The results are evident in hotels and resorts. While Kyoto is famed for its lovely old inns, the city has no modern hotel of international quality In Paris, Rome, Peking, or Bangkok, one can find modern hotels that incorporate local materials and design in such a way as to provide a sense of place, but Kyoto boasts not a single such instution. The big hotels (such as the Kyoto, Miyako, Brighton, and Prince), with their aluminum, granite, and glass lobbies, deny Kyoto's wood-and-paper culture in every way. Compare the wooden lattices and tree-lined entrance to the Sukhotai Hotel in Bangkok with the wall of dirty concrete and the narrow cement steps leading up to the Miyako Hotel, Kyoto's most prestigious. Stroll through the gardens filled with ponds and pavilions at the Inter-Continental or the Hilton in Bangkok, and then look at Kyoto Hotel's public plaza, a tiny barren area of granite paving surrounded by a yellow plastic bamboo fence. Drink a leisurely cup of coffee amid the greenery under the soaring teak-timbered vaults of the Hyatt in Bangkok, and then visit Kyoto's Prince, the hotel where most conventioneers stay, with its low ceilings and almost every surface of plastic and aluminum. For a nightcap, you could view the Bangkok skyline from the fiftieth floor of the Westin Hotel – surrounded by polished teak and rosewood paneling; or you could enjoy the floodlit rock and waterfall in the garden of the Royal Hotel in Kyoto – the rock being made of molded green fiberglass. One finds the same lack of quality in Tokyo, a city with only two attractive hotels, the Park Hyatt and the Four Seasons. In the case of the Park Hyatt, the low-key lighting, the elegant use of wood in hallways and elevators-all this was accomplished by shutting out Japanese designers. «We couldn't allow Japanese designers to be involved,» the management told me. «They wanted to fill it with aluminum and fluorescent lights.» And in the Four Seasons, where I noticed recently that the gold screens on the walls were antiques of high quality, I knew instantly that no Japanese designer would have chosen them. At the front desk, I asked who did the decor, and was told «designers from the Regent Chain in Hong Kong.»

So far we have been speaking of big city hotels with hundreds of rooms; when it comes to small garden hotels or boutique hotels, the contrast with other advanced nations is even more striking. There was a brief period in the late 1980s, at the height of the Bubble, when price was no object, when a few brave developers created hotels of striking originality, such as Kuzawa Mitushiro's colorful И Palazzo in Fukuoka, done in collaboration with Aldo Rossi. But with the collapse of the Bubble, developers settled back into the convenient old pattern of «business hotels,» with their cramped rooms, flat decor, and limited facilities. It would be fair to say that the very concept of a boutique hotel has yet to exist in Japan. There is no such thing as New York's witty Paragon or W hotels, nothing with the minimalist chic of Ian Schrager's creations-just the standard shiny marble lobbies one sees everywhere, with rooms designed with basic industrial efficiency. «But hotels are not just places to sleep,» says Schrager. «You're supposed to have fun there.»

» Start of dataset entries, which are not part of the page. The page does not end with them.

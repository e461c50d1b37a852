use clap::Parser;
use tally::cli::commands::Cli;
use tally::cli::handlers;
use tally::logging;

fn main() {
    let cli = Cli::parse();

    // No subcommand launches the board
    if let Err(e) = handlers::dispatch(cli) {
        log::error!("event=command_failed error={}", e);
        logging::shutdown_logging();
        eprintln!("error: {}", e);
        std::process::exit(1);
    }
    logging::shutdown_logging();
}
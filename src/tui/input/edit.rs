use crossterm::event::{KeyCode, KeyEvent};

use crate::ops::guard::GuardError;
use crate::ops::session::SessionError;
use crate::ops::task_ops::TaskError;
use crate::tui::app::{App, LineInput, Mode};

/// Cursor and text keys shared by both fields. Returns true when the text
/// changed.
fn edit_line(input: &mut LineInput, key: KeyEvent) -> bool {
    match key.code {
        KeyCode::Char(c) => input.insert(c),
        KeyCode::Backspace => {
            input.backspace();
            true
        }
        KeyCode::Delete => {
            input.delete();
            true
        }
        KeyCode::Left => {
            input.left();
            false
        }
        KeyCode::Right => {
            input.right();
            false
        }
        KeyCode::Home => {
            input.home();
            false
        }
        KeyCode::End => {
            input.end();
            false
        }
        _ => false,
    }
}

pub(super) fn handle_add(app: &mut App, key: KeyEvent) {
    match key.code {
        KeyCode::Esc => {
            app.add_input.clear();
            app.mode = Mode::Navigate;
        }
        KeyCode::Tab => app.add_priority = app.add_priority.cycle(),
        KeyCode::Enter => {
            let text = app.add_input.text.clone();
            match app.session.add(&text, Some(app.add_priority), None) {
                Ok(id) => {
                    app.add_input.clear();
                    app.add_priority = app.session.defaults().priority;
                    app.select(&id);
                }
                Err(SessionError::Task(TaskError::Rejected(GuardError::Empty))) => {}
                Err(SessionError::Task(TaskError::Rejected(GuardError::Unsafe))) => {
                    app.status = Some("unsafe content rejected".into());
                }
                Err(e) => app.status = Some(e.to_string()),
            }
        }
        _ => {
            edit_line(&mut app.add_input, key);
        }
    }
}

pub(super) fn handle_edit(app: &mut App, key: KeyEvent) {
    match key.code {
        KeyCode::Esc => {
            app.session.cancel_edit();
            app.edit_input.clear();
            app.mode = Mode::Navigate;
        }
        KeyCode::Enter => {
            if !app.session.can_save() {
                return;
            }
            match app.session.save_edit() {
                Ok(id) => {
                    app.edit_input.clear();
                    app.mode = Mode::Navigate;
                    app.select(&id);
                }
                Err(e) => {
                    app.status = Some(e.to_string());
                    // The task went away under the edit
                    if app.session.editing().is_none() {
                        app.edit_input.clear();
                        app.mode = Mode::Navigate;
                        app.clamp_cursor();
                    }
                }
            }
        }
        _ => {
            if edit_line(&mut app.edit_input, key) {
                app.session.set_buffer(app.edit_input.text.clone());
            }
        }
    }
}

Today's younger Japanese designers, who have grown up in landscapes such as the one the Maerkle family saw when they drove from Kobe to Izumi-Otsu, or the equally horrifying vista welcoming visitors at Narita Airport when they take the Narita express train into Tokyo, work accordingly. As Lycurgus predicted, people proportion «their beds to their houses, and their coverlets to their beds, and the rest of their goods and furniture to these.» Standardized shiny surfaces are what people really like and feel comfortable in. The victory of the industrial mode in Japanese life can be sensed in health spas, which, far from being relaxing natural retreats, look rather like clinics, with bright white corridors and attendants in surgical smocks. Boutique hotels, even were they to be introduced into Japan, would be bound to fail.